The representative of Iran said that humanitarian assistance, while a high priority, is no substitute for fundamental measures needed to ensure lasting peace, security and stability in Syria. That country’s sovereignty and territorial integrity must be ensured through the uprooting of all terrorists, the withdrawal of uninvited foreign forces and an end to occupation. Steps must also be taken to rebuild critical infrastructure and improve conditions for the return of refugees. While there can be no military solution, a political solution cannot be achieved in isolation or overnight, he said, adding that progress on that front must not be a precondition for movement in other areas. Politicizing humanitarian assistance and the return of refugees and internally displaced persons, or imposing unilateral sanctions, will only prolong the crisis. Calling for an end to sanctions, he said that Iran will continue to support a truly Syrian-led and Syrian-owned political process, facilitated by the United Nations, while also helping the people and Government of Syria to restore the country’s unity and territorial integrity.
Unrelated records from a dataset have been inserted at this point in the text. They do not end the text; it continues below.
//! Unit tests for the breccia SDK
//!
//! The storage crate covers the buffer contract; the tests here exercise
//! the shared handle under the concurrency the buffer is specified for:
//! parallel producers, an uploader, and a capacity monitor all working
//! against one instance.

use std::collections::HashSet;
use std::thread;

use bytes::Bytes;

use crate::{LogBuffer, MemoryStore};

fn drain(buffer: &LogBuffer<MemoryStore>, max_bytes: u64, into: &mut Vec<String>) {
    while let Some(block) = buffer.take_block(max_bytes).unwrap() {
        for record in block.records() {
            into.push(String::from_utf8(record.payload().to_vec()).unwrap());
        }
        buffer.confirm_block(&block.id()).unwrap();
    }
}

#[test]
fn handle_clones_share_one_instance() {
    let buffer = LogBuffer::in_memory();
    let other = buffer.clone();

    buffer.add_record(Bytes::from("via first handle")).unwrap();
    assert_eq!(other.record_count().unwrap(), 1);

    let block = other.take_block(1024).unwrap().expect("record visible");
    buffer.confirm_block(&block.id()).unwrap();
    assert_eq!(other.volume().unwrap(), 0);
}

#[test]
fn concurrent_producers_lose_and_duplicate_nothing() {
    const PRODUCERS: usize = 4;
    const PER_PRODUCER: usize = 100;

    let buffer = LogBuffer::in_memory();

    let producers: Vec<_> = (0..PRODUCERS)
        .map(|p| {
            let buffer = buffer.clone();
            thread::spawn(move || {
                for i in 0..PER_PRODUCER {
                    buffer
                        .add_record(Bytes::from(format!("p{p}-r{i:03}")))
                        .unwrap();
                }
            })
        })
        .collect();

    // Uploader runs alongside the producers, confirming whatever it gets.
    let uploader = {
        let buffer = buffer.clone();
        thread::spawn(move || {
            let mut delivered = Vec::new();
            let mut idle_rounds = 0;
            while idle_rounds < 20 {
                match buffer.take_block(256).unwrap() {
                    Some(block) => {
                        idle_rounds = 0;
                        for record in block.records() {
                            delivered.push(String::from_utf8(record.payload().to_vec()).unwrap());
                        }
                        buffer.confirm_block(&block.id()).unwrap();
                    }
                    None => {
                        idle_rounds += 1;
                        thread::yield_now();
                    }
                }
            }
            delivered
        })
    };

    for producer in producers {
        producer.join().unwrap();
    }
    let mut delivered = uploader.join().unwrap();

    // Whatever the uploader thread left behind is still in the buffer.
    drain(&buffer, 256, &mut delivered);

    assert_eq!(delivered.len(), PRODUCERS * PER_PRODUCER);
    let unique: HashSet<_> = delivered.iter().collect();
    assert_eq!(unique.len(), delivered.len(), "a record was delivered twice");
    assert_eq!(buffer.volume().unwrap(), 0);
}

#[test]
fn concurrent_formation_never_selects_overlapping_blocks() {
    let buffer = LogBuffer::in_memory();
    for i in 0..200 {
        buffer.add_record(Bytes::from(format!("r{i:04}"))).unwrap();
    }

    let takers: Vec<_> = (0..4)
        .map(|_| {
            let buffer = buffer.clone();
            thread::spawn(move || {
                let mut mine = Vec::new();
                while let Some(block) = buffer.take_block(60).unwrap() {
                    for record in block.records() {
                        mine.push(String::from_utf8(record.payload().to_vec()).unwrap());
                    }
                }
                mine
            })
        })
        .collect();

    let mut all = Vec::new();
    for taker in takers {
        all.extend(taker.join().unwrap());
    }

    assert_eq!(all.len(), 200);
    let unique: HashSet<_> = all.iter().collect();
    assert_eq!(unique.len(), 200, "two blocks share a record");
}

#[test]
fn racing_confirm_and_fail_resolve_to_exactly_one_outcome() {
    for _ in 0..50 {
        let buffer = LogBuffer::in_memory();
        buffer.add_record(Bytes::from("contested")).unwrap();
        let block = buffer.take_block(1024).unwrap().expect("block");
        let id = block.id();

        let confirmer = {
            let buffer = buffer.clone();
            thread::spawn(move || buffer.confirm_block(&id).unwrap())
        };
        let failer = {
            let buffer = buffer.clone();
            thread::spawn(move || buffer.fail_block(&id).unwrap())
        };
        confirmer.join().unwrap();
        failer.join().unwrap();

        let stats = buffer.stats().unwrap();
        assert_eq!(stats.in_flight_blocks, 0);
        assert!(
            // Confirm won: the record is gone.
            (stats.record_count == 0 && stats.volume_bytes == 0)
                // Fail won: the record is pending again.
                || (stats.record_count == 1 && stats.pending_records == 1),
            "partial resolution: {stats:?}"
        );
    }
}

#[test]
fn capacity_monitor_bounds_volume_alongside_producers() {
    const LIMIT: u64 = 500;

    let buffer = LogBuffer::in_memory();

    let producers: Vec<_> = (0..2)
        .map(|p| {
            let buffer = buffer.clone();
            thread::spawn(move || {
                for i in 0..200 {
                    buffer
                        .add_record(Bytes::from(format!("p{p}-{i:05}-padding")))
                        .unwrap();
                }
            })
        })
        .collect();

    let monitor = {
        let buffer = buffer.clone();
        thread::spawn(move || {
            for _ in 0..100 {
                buffer.enforce_max_volume(LIMIT).unwrap();
                thread::yield_now();
            }
        })
    };

    for producer in producers {
        producer.join().unwrap();
    }
    monitor.join().unwrap();

    // Producers may have outrun the monitor's last pass; one more pass
    // under no contention must land at or below the limit.
    buffer.enforce_max_volume(LIMIT).unwrap();
    assert!(buffer.volume().unwrap() <= LIMIT);
}

mod journal_backed {
    use tempfile::TempDir;

    use super::*;
    use crate::BufferConfig;

    #[test]
    fn open_reopen_through_the_handle() {
        let dir = TempDir::new().unwrap();
        let path = dir.path().join("buffer.journal");

        {
            let buffer = LogBuffer::open(&path).unwrap();
            buffer.add_record(Bytes::from("durable")).unwrap();
        }

        let buffer = LogBuffer::open(&path).unwrap();
        assert_eq!(buffer.record_count().unwrap(), 1);
        let block = buffer.take_block(1024).unwrap().expect("record");
        assert_eq!(block.records()[0].payload().as_ref(), b"durable");
    }

    #[test]
    fn open_with_config_places_and_tunes_the_journal() {
        let dir = TempDir::new().unwrap();
        let mut config = BufferConfig::default();
        config.storage.data_dir = dir.path().join("data");

        let buffer = LogBuffer::open_with_config(&config).unwrap();
        buffer.add_record(Bytes::from("configured")).unwrap();
        assert!(config.journal_path().exists());

        // Oversized records are accepted, warned about, and stay pending.
        let big = vec![0u8; (config.limits.block_size_bytes + 1) as usize];
        buffer.add_record(Bytes::from(big)).unwrap();
        assert_eq!(buffer.record_count().unwrap(), 2);
        let block = buffer
            .take_block(config.limits.block_size_bytes)
            .unwrap()
            .expect("small record fits");
        assert_eq!(block.len(), 1);
        assert_eq!(buffer.stats().unwrap().pending_records, 1);
    }

    #[test]
    fn explicit_compaction_through_the_handle() {
        let dir = TempDir::new().unwrap();
        let buffer = LogBuffer::open(dir.path().join("buffer.journal")).unwrap();

        for _ in 0..4 {
            buffer.add_record(Bytes::from(vec![0u8; 64])).unwrap();
        }
        let block = buffer.take_block(256).unwrap().expect("all records");
        buffer.confirm_block(&block.id()).unwrap();

        let result = buffer.compact().unwrap();
        assert_eq!(result.entries_after, 0);
        assert!(result.bytes_reclaimed > 0);
    }
}
//! Configuration management for Breccia
//!
//! Provides hierarchical configuration loading from multiple sources:
//! 1. Environment variables (BRECCIA_* prefix)
//! 2. breccia.local.toml (gitignored, local overrides)
//! 3. breccia.toml (git-tracked, project config)
//! 4. ~/.config/breccia/config.toml (user defaults)
//! 5. Built-in defaults (lowest precedence)

use anyhow::Result;
use serde::{Deserialize, Serialize};
use std::path::{Path, PathBuf};

mod error;
mod loader;
mod paths;

pub use error::ConfigError;
pub use loader::ConfigLoader;
pub use paths::Paths;

/// Main Breccia configuration
#[derive(Debug, Clone, Default, Serialize, Deserialize)]
#[serde(default)]
pub struct BufferConfig {
    pub storage: StorageConfig,
    pub limits: LimitsConfig,
    pub compaction: CompactionSettings,
}

#[derive(Debug, Clone, Serialize, Deserialize)]
#[serde(default)]
pub struct StorageConfig {
    /// Directory holding the journal file.
    pub data_dir: PathBuf,
    /// Whether every mutation fsyncs the journal before returning.
    pub fsync_on_append: bool,
}

impl Default for StorageConfig {
    fn default() -> Self {
        Self {
            data_dir: PathBuf::from(".breccia/data"),
            fsync_on_append: true,
        }
    }
}

#[derive(Debug, Clone, Serialize, Deserialize)]
#[serde(default)]
pub struct LimitsConfig {
    /// Volume ceiling enforced by the capacity monitor.
    pub max_volume_bytes: u64,
    /// Default block size hint for the uploader.
    pub block_size_bytes: u64,
    /// Records larger than this are logged at ingestion: they can never
    /// fit a default-sized block and will sit pending until evicted.
    /// Zero means "use block_size_bytes".
    pub oversize_warn_bytes: u64,
}

impl Default for LimitsConfig {
    fn default() -> Self {
        Self {
            max_volume_bytes: 16 * 1024 * 1024, // 16 MiB
            block_size_bytes: 512 * 1024,       // 512 KiB
            oversize_warn_bytes: 0,
        }
    }
}

impl LimitsConfig {
    /// The effective threshold above which an ingested record is flagged
    /// as unable to fit a default-sized block.
    pub fn effective_oversize_warn_bytes(&self) -> u64 {
        if self.oversize_warn_bytes == 0 {
            self.block_size_bytes
        } else {
            self.oversize_warn_bytes
        }
    }
}

#[derive(Debug, Clone, Serialize, Deserialize)]
#[serde(default)]
pub struct CompactionSettings {
    /// Minimum journal file size before compaction triggers (bytes).
    pub min_file_bytes: u64,
    /// Fraction of the journal that must be dead bytes before compaction
    /// triggers, in `0.0..=1.0`.
    pub dead_ratio: f64,
}

impl Default for CompactionSettings {
    fn default() -> Self {
        Self {
            min_file_bytes: 1024 * 1024, // 1 MiB
            dead_ratio: 0.5,
        }
    }
}

impl BufferConfig {
    /// Load configuration from default locations
    pub fn load() -> Result<Self> {
        ConfigLoader::new().load()
    }

    /// Load configuration from specific project directory
    pub fn load_from_dir(project_dir: impl AsRef<Path>) -> Result<Self> {
        ConfigLoader::new().with_project_dir(project_dir).load()
    }

    /// Resolve relative paths to absolute
    pub fn resolve_paths(&mut self, base_dir: impl AsRef<Path>) {
        if self.storage.data_dir.is_relative() {
            self.storage.data_dir = base_dir.as_ref().join(&self.storage.data_dir);
        }
    }

    /// Path of the journal file inside the data directory.
    pub fn journal_path(&self) -> PathBuf {
        self.storage.data_dir.join("buffer.journal")
    }

    /// Checks cross-field consistency of the loaded values.
    pub fn validate(&self) -> Result<(), ConfigError> {
        if !(0.0..=1.0).contains(&self.compaction.dead_ratio) {
            return Err(ConfigError::Invalid(format!(
                "compaction.dead_ratio must be within 0.0..=1.0, got {}",
                self.compaction.dead_ratio
            )));
        }
        if self.limits.block_size_bytes == 0 {
            return Err(ConfigError::Invalid(
                "limits.block_size_bytes must be greater than zero".to_string(),
            ));
        }
        if self.limits.block_size_bytes > self.limits.max_volume_bytes {
            return Err(ConfigError::Invalid(format!(
                "limits.block_size_bytes ({}) exceeds limits.max_volume_bytes ({})",
                self.limits.block_size_bytes, self.limits.max_volume_bytes
            )));
        }
        Ok(())
    }
}
//! # breccia-storage: Log buffer storage for `Breccia`
//!
//! This crate implements the record buffer that sits between a telemetry
//! producer and the network uploader:
//! - [`LogRecord`] / [`LogBlock`]: opaque payloads and the size-bounded
//!   blocks formed from them for delivery
//! - [`LogStore`]: the five buffer operations (ingest, form block, confirm,
//!   report failure, enforce volume) behind a backend seam
//! - [`MemoryStore`]: infallible in-memory reference backend
//! - [`JournalStore`]: durable backend over an append-only journal file
//!   with CRC-checked entries, tail truncation on torn writes, and
//!   compaction of retired entries

mod compaction;
mod entry;
mod journal;
mod memory;
mod record;
mod state;
mod traits;


pub use compaction::{CompactionConfig, CompactionResult};
pub use journal::{JournalOptions, JournalStore};
pub use memory::MemoryStore;
pub use record::{LogBlock, LogRecord};
pub use traits::LogStore;

/// Errors surfaced by the storage backends.
///
/// The buffer operations are total over their valid input domain: unknown
/// block ids and empty pending pools are not errors. What remains is loss
/// of durability (journal I/O) and journal damage discovered during replay.
#[derive(thiserror::Error, Debug)]
pub enum StoreError {
    #[error("filesystem error")]
    Io(#[from] std::io::Error),
    #[error("unexpected end of journal")]
    UnexpectedEof,
    #[error("corrupted journal entry: CRC mismatch")]
    CorruptedEntry,
    #[error("torn write: {reason}")]
    TornWrite { reason: String },
    #[error("invalid journal entry kind: {byte:#04x}")]
    InvalidEntryKind { byte: u8 },
    #[error("invalid journal header: {reason}")]
    InvalidHeader { reason: String },
}
//! Journal compaction policy.
//!
//! Retired records leave dead entries behind in the journal file. When
//! dead bytes dominate, the journal is rewritten with only the live
//! records and atomically swapped into place. The policy here decides
//! when that happens; the rewrite itself lives on
//! [`JournalStore`](crate::JournalStore).

/// Configuration for journal compaction.
#[derive(Debug, Clone)]
pub struct CompactionConfig {
    /// Minimum journal file size before compaction triggers (bytes).
    pub min_file_bytes: u64,
    /// Fraction of the file that must be dead bytes before compaction
    /// triggers, in `0.0..=1.0`.
    pub dead_ratio: f64,
}

impl Default for CompactionConfig {
    fn default() -> Self {
        Self {
            min_file_bytes: 1024 * 1024, // 1 MiB
            dead_ratio: 0.5,
        }
    }
}

/// Result of a compaction pass.
#[derive(Debug, Clone)]
pub struct CompactionResult {
    /// Number of journal entries before compaction.
    pub entries_before: usize,
    /// Number of journal entries after compaction (live records).
    pub entries_after: usize,
    /// Bytes reclaimed from the journal file.
    pub bytes_reclaimed: u64,
}

#[cfg(test)]
mod tests {
    use super::*;

    #[test]
    fn default_config() {
        let config = CompactionConfig::default();
        assert_eq!(config.min_file_bytes, 1024 * 1024);
        assert!((config.dead_ratio - 0.5).abs() < f64::EPSILON);
    }
}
The representative of the Russian Federation, taking the floor a second time, responded to the United Kingdom’s remarks concerning the White Helmets, saying that Western members of the Council prefer not to notice the uncomfortable truth about that group’s links to terrorists. He added that he understood the need for some Council members to justify support for Syrian opposition groups to taxpayers, but such matters do not need to be brought to the Council’s attention.